Steel Mesh Fence Construction, Topsoil and Progress On The Second Floor

Pictures taken in Pakchong, Thailand first week of February, 2011 

Progress On Building Our Retirement House At Pakchong (Pak Chong) In Thailand

Image Of Progress On The Retirement House Build Now Up To The Second Floor

Progress On The Retirement House Build Now Up To The Second Floor

 

Pretty obviously, the first picture shows the progress on building the house. Not a great deal to say really except that progress is good. They are preparing to cast the concrete ring beam at second floor level. If you look closely you can see the steel rebar for the columns up to roof level. 

The pile of small stones you can see in the foreground will be used to form the access road – see below. 

I have updated the Construction Schedule and Timeline and you can see those on the “Retiring In Thailand Timeline” page. I’m planning to visit Pakchong again for 11 days at Easter time – I already have my air ticket. At that stage according to the Construction Schedule the concrete columns up the roof level and the roof itself should be finished and the second floor walls be in progress. 

Steel Mesh And Plants Fence-Hedge Construction

The next few pictures show the concept for the perimeter fence of our plot of land. the idea is to construct a steel-mesh fence and then to grow plants over the mesh to hide it from view.

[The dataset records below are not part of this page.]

use std::sync::Arc;

use anyhow::Result;
use axum::{
    body::Body,
    http::{Request, StatusCode},
    Router,
};
use chrono::{DateTime, TimeZone, Utc};
use http_body_util::BodyExt;
use serde::Deserialize;
use tower::ServiceExt;

use datalogger_api::{routes, RecordStore};

#[derive(Debug, Deserialize)]
struct RawRow {
    label: String,
    measured_at: DateTime<Utc>,
    value: Option<f64>,
}

#[derive(Debug, Deserialize)]
struct SummaryRow {
    label: String,
    time_slot: DateTime<Utc>,
    value: f64,
}

const STORE_CSV: &str = "\
id,datalogger,timestamp,precipitation,temperature,humidity
0b3f6c1e-0d4e-4a53-9a55-000000000001,1,2023-01-01T00:00:00+00:00,1.0,20.0,50.0
0b3f6c1e-0d4e-4a53-9a55-000000000002,1,2023-01-02T00:00:00+00:00,2.0,25.0,60.0
0b3f6c1e-0d4e-4a53-9a55-000000000003,1,2023-01-03T00:00:00+00:00,3.0,30.0,70.0
0b3f6c1e-0d4e-4a53-9a55-000000000004,1,2023-01-05T08:00:00+00:00,,10.0,40.0
0b3f6c1e-0d4e-4a53-9a55-000000000005,1,2023-01-05T20:00:00+00:00,,14.0,NaN
0b3f6c1e-0d4e-4a53-9a55-000000000006,2,2023-01-01T00:00:00+00:00,9.0,9.0,9.0
";

/// Router over a store seeded with `contents`; the tempdir must outlive it.
fn app_with(contents: Option<&str>) -> Result<(Router, tempfile::TempDir)> {
    // ---
    let dir = tempfile::tempdir()?;
    let path = dir.path().join("database.csv");
    if let Some(contents) = contents {
        std::fs::write(&path, contents)?;
    }
    let store = Arc::new(RecordStore::load(&path)?);
    Ok((routes::router(store), dir))
}

async fn get(app: Router, uri: &str) -> Result<(StatusCode, Option<String>, Vec<u8>)> {
    // ---
    let response = app
        .oneshot(Request::builder().uri(uri).body(Body::empty())?)
        .await?;
    let status = response.status();
    let content_type = response
        .headers()
        .get("content-type")
        .and_then(|v| v.to_str().ok())
        .map(String::from);
    let bytes = response.into_body().collect().await?.to_bytes();
    Ok((status, content_type, bytes.to_vec()))
}

fn day(d: u32) -> DateTime<Utc> {
    Utc.with_ymd_and_hms(2023, 1, d, 0, 0, 0).unwrap()
}

#[tokio::test]
async fn data_endpoint_returns_raw_triples() -> Result<()> {
    // ---
    let (app, _dir) = app_with(Some(STORE_CSV))?;
    let (status, _, body) = get(
        app,
        "/api/data?datalogger=1&since=2023-01-01T00:00:00&before=2023-01-04T00:00:00",
    )
    .await?;

    assert_eq!(status, StatusCode::OK);
    let rows: Vec<RawRow> = serde_json::from_slice(&body)?;
    assert_eq!(rows.len(), 9);

    let labels: Vec<&str> = rows.iter().map(|r| r.label.as_str()).collect();
    assert_eq!(
        labels,
        ["precip", "temp", "hum", "precip", "temp", "hum", "precip", "temp", "hum"]
    );
    let values: Vec<Option<f64>> = rows.iter().map(|r| r.value).collect();
    assert_eq!(
        values,
        [1.0, 20.0, 50.0, 2.0, 25.0, 60.0, 3.0, 30.0, 70.0].map(Some)
    );
    assert_eq!(rows[0].measured_at, day(1));
    assert_eq!(rows[8].measured_at, day(3));

    Ok(())
}

#[tokio::test]
async fn data_endpoint_emits_null_for_missing_values() -> Result<()> {
    // ---
    let (app, _dir) = app_with(Some(STORE_CSV))?;
    let (status, _, body) = get(app, "/api/data?datalogger=1&since=2023-01-05").await?;

    assert_eq!(status, StatusCode::OK);
    let json: serde_json::Value = serde_json::from_slice(&body)?;
    let rows = json.as_array().expect("list body");
    assert_eq!(rows.len(), 6);
    assert!(rows[0]["value"].is_null());
    assert_eq!(rows[1]["value"], 10.0);
    assert!(rows[5]["value"].is_null());

    Ok(())
}

#[tokio::test]
async fn summary_day_mean_and_omitted_buckets() -> Result<()> {
    // ---
    let (app, _dir) = app_with(Some(STORE_CSV))?;
    let (status, _, body) = get(app, "/api/summary?datalogger=1&span=day").await?;

    assert_eq!(status, StatusCode::OK);
    let rows: Vec<SummaryRow> = serde_json::from_slice(&body)?;

    // Three full days, then 2023-01-05 with no precipitation at all.
    assert_eq!(rows.len(), 11);
    assert_eq!(rows[3].time_slot, day(2));
    assert_eq!(rows[3].label, "precip");
    assert_eq!(rows[3].value, 2.0);

    let fifth: Vec<(&str, f64)> = rows
        .iter()
        .filter(|r| r.time_slot == day(5))
        .map(|r| (r.label.as_str(), r.value))
        .collect();
    assert_eq!(fifth, [("temp", 12.0), ("hum", 40.0)]);

    Ok(())
}

#[tokio::test]
async fn infinite_store_values_are_treated_as_absent() -> Result<()> {
    // ---
    let csv = "\
id,datalogger,timestamp,precipitation,temperature,humidity
0b3f6c1e-0d4e-4a53-9a55-000000000011,1,2023-01-01T00:00:00+00:00,inf,20.0,50.0
0b3f6c1e-0d4e-4a53-9a55-000000000012,1,2023-01-01T01:00:00+00:00,-inf,22.0,54.0
";
    let (app, _dir) = app_with(Some(csv))?;

    let (status, _, body) = get(app.clone(), "/api/summary?datalogger=1&span=day").await?;
    assert_eq!(status, StatusCode::OK);
    let rows: Vec<SummaryRow> = serde_json::from_slice(&body)?;
    let summary: Vec<(&str, f64)> = rows.iter().map(|r| (r.label.as_str(), r.value)).collect();
    assert_eq!(summary, [("temp", 21.0), ("hum", 52.0)]);
    assert!(rows.iter().all(|r| r.time_slot == day(1)));

    let (status, _, body) = get(app, "/api/data?datalogger=1").await?;
    assert_eq!(status, StatusCode::OK);
    let raw: Vec<RawRow> = serde_json::from_slice(&body)?;
    assert_eq!(raw.len(), 6);
    assert_eq!(raw[0].label, "precip");
    assert_eq!(raw[0].value, None);
    assert_eq!(raw[3].value, None);
    assert_eq!(raw[4].value, Some(22.0));

    Ok(())
}

#[tokio::test]
async fn summary_max_and_explicit_reducer_agree() -> Result<()> {
    // ---
    let (app, _dir) = app_with(Some(STORE_CSV))?;
    let (_, _, legacy) = get(app.clone(), "/api/summary?datalogger=1&span=max&since=2023-01-05").await?;
    let (_, _, explicit) = get(
        app,
        "/api/summary?datalogger=1&span=day&reducer=max&since=2023-01-05",
    )
    .await?;

    let legacy: Vec<SummaryRow> = serde_json::from_slice(&legacy)?;
    let explicit: Vec<SummaryRow> = serde_json::from_slice(&explicit)?;
    let values: Vec<f64> = legacy.iter().map(|r| r.value).collect();
    assert_eq!(values, [14.0, 40.0]);
    assert_eq!(
        values,
        explicit.iter().map(|r| r.value).collect::<Vec<_>>()
    );

    Ok(())
}

#[tokio::test]
async fn summary_without_span_is_raw() -> Result<()> {
    // ---
    let (app, _dir) = app_with(Some(STORE_CSV))?;
    let (status, _, body) = get(app, "/api/summary?datalogger=2&span=raw").await?;

    assert_eq!(status, StatusCode::OK);
    let rows: Vec<RawRow> = serde_json::from_slice(&body)?;
    assert_eq!(rows.len(), 3);
    assert!(rows.iter().all(|r| r.value == Some(9.0)));

    Ok(())
}

#[tokio::test]
async fn invalid_requests_are_client_errors() -> Result<()> {
    // ---
    let (app, _dir) = app_with(Some(STORE_CSV))?;

    for uri in [
        "/api/data",
        "/api/data?datalogger=",
        "/api/data?datalogger=1&since=not-a-date",
        "/api/data?datalogger=1&since=2023-01-03&before=2023-01-01",
        "/api/summary?datalogger=1&span=D",
        "/api/summary?datalogger=1&span=max&reducer=mean",
    ] {
        let (status, _, body) = get(app.clone(), uri).await?;
        assert_eq!(status, StatusCode::BAD_REQUEST, "{}", uri);
        let json: serde_json::Value = serde_json::from_slice(&body)?;
        assert!(json["error"].is_string(), "{}", uri);
    }

    Ok(())
}

#[tokio::test]
async fn missing_store_serves_empty_lists() -> Result<()> {
    // ---
    let (app, _dir) = app_with(None)?;

    for uri in [
        "/api/data?datalogger=1",
        "/api/summary?datalogger=1&span=hour",
        "/api/summary?datalogger=1&span=max",
    ] {
        let (status, _, body) = get(app.clone(), uri).await?;
        assert_eq!(status, StatusCode::OK, "{}", uri);
        assert_eq!(body, b"[]", "{}", uri);
    }

    Ok(())
}

#[tokio::test]
async fn landing_page_and_health() -> Result<()> {
    // ---
    let (app, _dir) = app_with(Some(STORE_CSV))?;

    let (status, content_type, _) = get(app.clone(), "/").await?;
    assert_eq!(status, StatusCode::OK);
    assert!(content_type.unwrap_or_default().contains("text/html"));

    let (status, _, body) = get(app, "/health").await?;
    assert_eq!(status, StatusCode::OK);
    let json: serde_json::Value = serde_json::from_slice(&body)?;
    assert_eq!(json["status"], "ok");
    assert_eq!(json["readings"], 6);

    Ok(())
}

The result will look like a hedge but unlike hedges, there will be no chance for there to be holes through which our ducks and chickens can escape, or wild animals to enter. Additionally, the hedge will form a visual barrier both ways so that we can’t see our neighbours’ houses and the neighbours can’t see into our land. The benefits of the fence-hedge concept over for example wooden fence or brick wall:- 

  • Low cost (cost information given below)
  • Fast to construct
  • Long lasting
  • Low maintenenace (when the right plants are selected
  • Impervious to small animals
  • Can’t see through

We will have to be careful in the choice of plants to grow on the fence. We don’t want the type of plants you can see in the photos of “The Mansion” hedge-fence – that needs too much hard work trimming it. Instead, Kanyah will put down some plants that climb the metal mesh but not grow bushy. She did tell me the name of the plants – it is a plant that has leaves that you can eat, like a vegetable. I’ll get the name from her, and put some pictures of it up here. 

Image of the fence at The Mansion, Pakchong 1

Fence Construction at The Mansion, Pakchong 1

 

The image above shows the cheap lattice fence-hedge construction and concept. This is actually a fence-hedge picture taken at The Mansion in Pakchong where kanyah is staying while our house is being built. 

Image of the fence at The Mansion, Pakchong 2

Fence Construction at The Mansion, Pakchong 2

 

Image of the fence at The Mansion, Pakchong 3

Hedge Growing Over The Fence at The Mansion, Pakchong

 

In this photo (above) you can see how the hedge grows and hides the lattice metal fence. 

Images Of The Latticework Fence Material For Our Retirement Home in Pakchong

Image Of The Materials For Our Fence At Pakchong

The Materials For Our Fence At Pakchong 1

 

As you can see in the image above, the fence materials comprise galvanised steel chain-link fencing in rolls, and galvanised steel tubes to comprise the support frame. 

Image Of The Support Tube Materials For Our Fence At Pakchong

The Support Tube Materials For Our Fence At Pakchong

 

Above, the galvanised steel tubes that will form the frame for the fence panels. 

Image Of One Panel Of The Steel Mesh Fencing Erected

One Panel Of The Steel Mesh Fencing Erected

 

The picture above shows one panel of the steel mesh fencing erected. It’s not clear how the panels will be supported. I suppose they will put some pots in the ground at the end of each panel. Have to wait for some more photos to see that. 

The Katin Plant That Kanyah Will Grown On The Fence

Image Of A Katin Plant

Katin Plant

 

Above you can see a picture of the Katin Plant that Kanyah will plant all along the security fence that she is having erected all along the perimeter of the land where we are building our retirement house. 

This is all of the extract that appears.